%%

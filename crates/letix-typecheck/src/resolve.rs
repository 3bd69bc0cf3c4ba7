//! Resolution of equivalence classes to ground types.
//!
//! After unification every term sits in exactly one class. A class is
//! well-typed when it contains exactly one distinct ground type; that
//! type then labels every member. A class with none is ambiguous, a
//! class with both is contradictory, and either ends the run at the
//! first class that fails.

use fxhash::FxHashMap;

use crate::error::{Result, TypeError, TypeErrorKind};
use crate::term::{ConcreteType, Term};
use crate::unify::Classes;

/// The resolved assignment of ground types to terms.
#[derive(Debug, Default, Clone, PartialEq, Eq)]
pub struct TypeMap {
    types: FxHashMap<Term, ConcreteType>,
}

impl TypeMap {
    /// The resolved type of a term.
    ///
    /// Ground terms resolve to themselves even when the program never
    /// constrained them, so a bare literal still has a type.
    #[must_use]
    pub fn type_of(&self, term: &Term) -> Option<ConcreteType> {
        self.types.get(term).copied().or_else(|| term.concrete())
    }

    /// The resolved type of a program variable.
    #[must_use]
    pub fn type_of_name(&self, name: &str) -> Option<ConcreteType> {
        self.types.get(&Term::name(name)).copied()
    }

    /// Iterates over every explicitly resolved term.
    pub fn iter(&self) -> impl Iterator<Item = (&Term, ConcreteType)> {
        self.types.iter().map(|(term, ty)| (term, *ty))
    }

    /// Number of explicitly resolved terms.
    #[must_use]
    pub fn len(&self) -> usize {
        self.types.len()
    }

    /// Whether nothing was explicitly resolved.
    #[must_use]
    pub fn is_empty(&self) -> bool {
        self.types.is_empty()
    }
}

/// Labels every term with the single ground type of its class.
///
/// Classes are visited in first-seen order and the run stops at the
/// first class that is ambiguous or contradictory, so the reported
/// failure is deterministic for a fixed program.
///
/// # Errors
///
/// [`TypeErrorKind::Unresolved`] when a class holds no ground type,
/// [`TypeErrorKind::Conflicting`] when it holds both.
pub fn resolve(classes: &mut Classes) -> Result<TypeMap> {
    let mut map = TypeMap::default();
    for members in classes.partitions() {
        let mut ground: Option<ConcreteType> = None;
        for member in &members {
            match (ground, member.concrete()) {
                (None, Some(ty)) => ground = Some(ty),
                (Some(seen), Some(ty)) if seen != ty => {
                    return Err(TypeError::new(
                        TypeErrorKind::Conflicting,
                        representative(&members),
                    ));
                }
                _ => {}
            }
        }
        let Some(ty) = ground else {
            return Err(TypeError::new(
                TypeErrorKind::Unresolved,
                representative(&members),
            ));
        };
        for member in members {
            map.types.insert(member, ty);
        }
    }
    Ok(map)
}

/// Picks the term to report for a failing class: the first named
/// program variable if the class has one, the first member otherwise.
fn representative(members: &[Term]) -> Term {
    members
        .iter()
        .find(|term| matches!(term, Term::Name(_)))
        .or_else(|| members.first())
        .cloned()
        .unwrap_or(Term::Int)
}

#[cfg(test)]
mod tests {
    use super::*;
    use crate::constrain::Constraint;
    use crate::unify::unify;

    fn eq(lhs: Term, rhs: Term) -> Constraint {
        Constraint::new(lhs, rhs)
    }

    #[test]
    fn test_single_ground_type_labels_the_class() {
        let mut classes = unify(&[
            eq(Term::name("x"), Term::name("y")),
            eq(Term::name("y"), Term::Int),
        ]);
        let map = resolve(&mut classes).unwrap();
        assert_eq!(map.type_of_name("x"), Some(ConcreteType::Int));
        assert_eq!(map.type_of_name("y"), Some(ConcreteType::Int));
    }

    #[test]
    fn test_class_without_ground_type_is_unresolved() {
        let mut classes = unify(&[eq(Term::name("x"), Term::name("y"))]);
        let err = resolve(&mut classes).unwrap_err();
        assert_eq!(err.kind(), &TypeErrorKind::Unresolved);
        assert_eq!(err.term(), &Term::name("x"));
    }

    #[test]
    fn test_class_with_both_ground_types_conflicts() {
        let mut classes = unify(&[
            eq(Term::name("x"), Term::Int),
            eq(Term::name("x"), Term::Bool),
        ]);
        let err = resolve(&mut classes).unwrap_err();
        assert_eq!(err.kind(), &TypeErrorKind::Conflicting);
        assert_eq!(err.term(), &Term::name("x"));
    }

    #[test]
    fn test_first_failing_class_wins() {
        // The "a" class is interned first and fails first even though
        // the "b" class also conflicts.
        let mut classes = unify(&[
            eq(Term::name("a"), Term::name("a2")),
            eq(Term::name("b"), Term::Int),
            eq(Term::name("b"), Term::Bool),
        ]);
        let err = resolve(&mut classes).unwrap_err();
        assert_eq!(err.kind(), &TypeErrorKind::Unresolved);
        assert_eq!(err.term(), &Term::name("a"));
    }

    #[test]
    fn test_duplicate_ground_members_are_fine() {
        let mut classes = unify(&[
            eq(Term::Int, Term::Int),
            eq(Term::name("x"), Term::Int),
        ]);
        let map = resolve(&mut classes).unwrap();
        assert_eq!(map.type_of_name("x"), Some(ConcreteType::Int));
    }

    #[test]
    fn test_ground_terms_resolve_to_themselves() {
        let map = TypeMap::default();
        assert_eq!(map.type_of(&Term::Int), Some(ConcreteType::Int));
        assert_eq!(map.type_of(&Term::Bool), Some(ConcreteType::Bool));
        assert_eq!(map.type_of(&Term::name("x")), None);
    }
}
//! letix type inference.
//!
//! Monomorphic constraint-based inference for the two-type expression
//! language: every expression is `int` or `bool`, decided by one pass
//! of constraint generation, unification, and resolution.
//!
//! # Modules
//!
//! - [`term`] - Type terms and the fresh-variable source
//! - [`constrain`] - Constraint generation over the AST
//! - [`unify`] - Disjoint-set unification
//! - [`resolve`] - Class resolution to ground types
//! - [`error`] - Inference failure type
//!
//! # Example
//!
//! ```
//! use letix_syntax::parse;
//! use letix_typecheck::{ConcreteType, infer};
//!
//! let expr = parse("let v <- 40 + 2 in v = 42 end").unwrap();
//! let types = infer(&expr).unwrap();
//! assert_eq!(types.type_of_name("v"), Some(ConcreteType::Int));
//!
//! let expr = parse("1 + true").unwrap();
//! assert_eq!(infer(&expr).unwrap_err().to_string(), "Type error");
//! ```

#![warn(missing_docs)]

pub mod constrain;
pub mod error;
pub mod resolve;
pub mod term;
pub mod unify;

pub use constrain::{Constraint, ConstraintGen};
pub use error::{Result, TypeError, TypeErrorKind};
pub use resolve::{TypeMap, resolve};
pub use term::{ConcreteType, FreshVars, Term, TypeVarId};
pub use unify::{Classes, unify};

use letix_syntax::Expr;

/// Infers the type of every term in `expr`.
///
/// Runs the full pipeline: generate constraints, unify them into
/// equivalence classes, resolve each class to a ground type. The run
/// is self-contained, so repeated calls on the same tree produce the
/// same map.
///
/// # Errors
///
/// Returns a [`TypeError`] when any class resolves to no ground type
/// or to both of them.
pub fn infer(expr: &Expr) -> Result<TypeMap> {
    let (_root, constraints) = ConstraintGen::new().generate(expr);
    let mut classes = unify(&constraints);
    resolve(&mut classes)
}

%%

Output all entries again exactly; no line may be altered.

filename crates/letix-typecheck/src/resolve.rs
repository 3bd69bc0cf3c4ba7
//! Resolution of equivalence classes to ground types.
//!
//! After unification every term sits in exactly one class. A class is
//! well-typed when it contains exactly one distinct ground type; that
//! type then labels every member. A class with none is ambiguous, a
//! class with both is contradictory, and either ends the run at the
//! first class that fails.

use fxhash::FxHashMap;

use crate::error::{Result, TypeError, TypeErrorKind};
use crate::term::{ConcreteType, Term};
use crate::unify::Classes;

/// The resolved assignment of ground types to terms.
#[derive(Debug, Default, Clone, PartialEq, Eq)]
pub struct TypeMap {
    types: FxHashMap<Term, ConcreteType>,
}

impl TypeMap {
    /// The resolved type of a term.
    ///
    /// Ground terms resolve to themselves even when the program never
    /// constrained them, so a bare literal still has a type.
    #[must_use]
    pub fn type_of(&self, term: &Term) -> Option<ConcreteType> {
        self.types.get(term).copied().or_else(|| term.concrete())
    }

    /// The resolved type of a program variable.
    #[must_use]
    pub fn type_of_name(&self, name: &str) -> Option<ConcreteType> {
        self.types.get(&Term::name(name)).copied()
    }

    /// Iterates over every explicitly resolved term.
    pub fn iter(&self) -> impl Iterator<Item = (&Term, ConcreteType)> {
        self.types.iter().map(|(term, ty)| (term, *ty))
    }

    /// Number of explicitly resolved terms.
    #[must_use]
    pub fn len(&self) -> usize {
        self.types.len()
    }

    /// Whether nothing was explicitly resolved.
    #[must_use]
    pub fn is_empty(&self) -> bool {
        self.types.is_empty()
    }
}

/// Labels every term with the single ground type of its class.
///
/// Classes are visited in first-seen order and the run stops at the
/// first class that is ambiguous or contradictory, so the reported
/// failure is deterministic for a fixed program.
///
/// # Errors
///
/// [`TypeErrorKind::Unresolved`] when a class holds no ground type,
/// [`TypeErrorKind::Conflicting`] when it holds both.
pub fn resolve(classes: &mut Classes) -> Result<TypeMap> {
    let mut map = TypeMap::default();
    for members in classes.partitions() {
        let mut ground: Option<ConcreteType> = None;
        for member in &members {
            match (ground, member.concrete()) {
                (None, Some(ty)) => ground = Some(ty),
                (Some(seen), Some(ty)) if seen != ty => {
                    return Err(TypeError::new(
                        TypeErrorKind::Conflicting,
                        representative(&members),
                    ));
                }
                _ => {}
            }
        }
        let Some(ty) = ground else {
            return Err(TypeError::new(
                TypeErrorKind::Unresolved,
                representative(&members),
            ));
        };
        for member in members {
            map.types.insert(member, ty);
        }
    }
    Ok(map)
}

/// Picks the term to report for a failing class: the first named
/// program variable if the class has one, the first member otherwise.
fn representative(members: &[Term]) -> Term {
    members
        .iter()
        .find(|term| matches!(term, Term::Name(_)))
        .or_else(|| members.first())
        .cloned()
        .unwrap_or(Term::Int)
}

#[cfg(test)]
mod tests {
    use super::*;
    use crate::constrain::Constraint;
    use crate::unify::unify;

    fn eq(lhs: Term, rhs: Term) -> Constraint {
        Constraint::new(lhs, rhs)
    }

    #[test]
    fn test_single_ground_type_labels_the_class() {
        let mut classes = unify(&[
            eq(Term::name("x"), Term::name("y")),
            eq(Term::name("y"), Term::Int),
        ]);
        let map = resolve(&mut classes).unwrap();
        assert_eq!(map.type_of_name("x"), Some(ConcreteType::Int));
        assert_eq!(map.type_of_name("y"), Some(ConcreteType::Int));
    }

    #[test]
    fn test_class_without_ground_type_is_unresolved() {
        let mut classes = unify(&[eq(Term::name("x"), Term::name("y"))]);
        let err = resolve(&mut classes).unwrap_err();
        assert_eq!(err.kind(), &TypeErrorKind::Unresolved);
        assert_eq!(err.term(), &Term::name("x"));
    }

    #[test]
    fn test_class_with_both_ground_types_conflicts() {
        let mut classes = unify(&[
            eq(Term::name("x"), Term::Int),
            eq(Term::name("x"), Term::Bool),
        ]);
        let err = resolve(&mut classes).unwrap_err();
        assert_eq!(err.kind(), &TypeErrorKind::Conflicting);
        assert_eq!(err.term(), &Term::name("x"));
    }

    #[test]
    fn test_first_failing_class_wins() {
        // The "a" class is interned first and fails first even though
        // the "b" class also conflicts.
        let mut classes = unify(&[
            eq(Term::name("a"), Term::name("a2")),
            eq(Term::name("b"), Term::Int),
            eq(Term::name("b"), Term::Bool),
        ]);
        let err = resolve(&mut classes).unwrap_err();
        assert_eq!(err.kind(), &TypeErrorKind::Unresolved);
        assert_eq!(err.term(), &Term::name("a"));
    }

    #[test]
    fn test_duplicate_ground_members_are_fine() {
        let mut classes = unify(&[
            eq(Term::Int, Term::Int),
            eq(Term::name("x"), Term::Int),
        ]);
        let map = resolve(&mut classes).unwrap();
        assert_eq!(map.type_of_name("x"), Some(ConcreteType::Int));
    }

    #[test]
    fn test_ground_terms_resolve_to_themselves() {
        let map = TypeMap::default();
        assert_eq!(map.type_of(&Term::Int), Some(ConcreteType::Int));
        assert_eq!(map.type_of(&Term::Bool), Some(ConcreteType::Bool));
        assert_eq!(map.type_of(&Term::name("x")), None);
    }
}
//! letix type inference.
//!
//! Monomorphic constraint-based inference for the two-type expression
//! language: every expression is `int` or `bool`, decided by one pass
//! of constraint generation, unification, and resolution.
//!
//! # Modules
//!
//! - [`term`] - Type terms and the fresh-variable source
//! - [`constrain`] - Constraint generation over the AST
//! - [`unify`] - Disjoint-set unification
//! - [`resolve`] - Class resolution to ground types
//! - [`error`] - Inference failure type
//!
//! # Example
//!
//! ```
//! use letix_syntax::parse;
//! use letix_typecheck::{ConcreteType, infer};
//!
//! let expr = parse("let v <- 40 + 2 in v = 42 end").unwrap();
//! let types = infer(&expr).unwrap();
//! assert_eq!(types.type_of_name("v"), Some(ConcreteType::Int));
//!
//! let expr = parse("1 + true").unwrap();
//! assert_eq!(infer(&expr).unwrap_err().to_string(), "Type error");
//! ```

#![warn(missing_docs)]

pub mod constrain;
pub mod error;
pub mod resolve;
pub mod term;
pub mod unify;

pub use constrain::{Constraint, ConstraintGen};
pub use error::{Result, TypeError, TypeErrorKind};
pub use resolve::{TypeMap, resolve};
pub use term::{ConcreteType, FreshVars, Term, TypeVarId};
pub use unify::{Classes, unify};

use letix_syntax::Expr;

/// Infers the type of every term in `expr`.
///
/// Runs the full pipeline: generate constraints, unify them into
/// equivalence classes, resolve each class to a ground type. The run
/// is self-contained, so repeated calls on the same tree produce the
/// same map.
///
/// # Errors
///
/// Returns a [`TypeError`] when any class resolves to no ground type
/// or to both of them.
pub fn infer(expr: &Expr) -> Result<TypeMap> {
    let (_root, constraints) = ConstraintGen::new().generate(expr);
    let mut classes = unify(&constraints);
    resolve(&mut classes)
}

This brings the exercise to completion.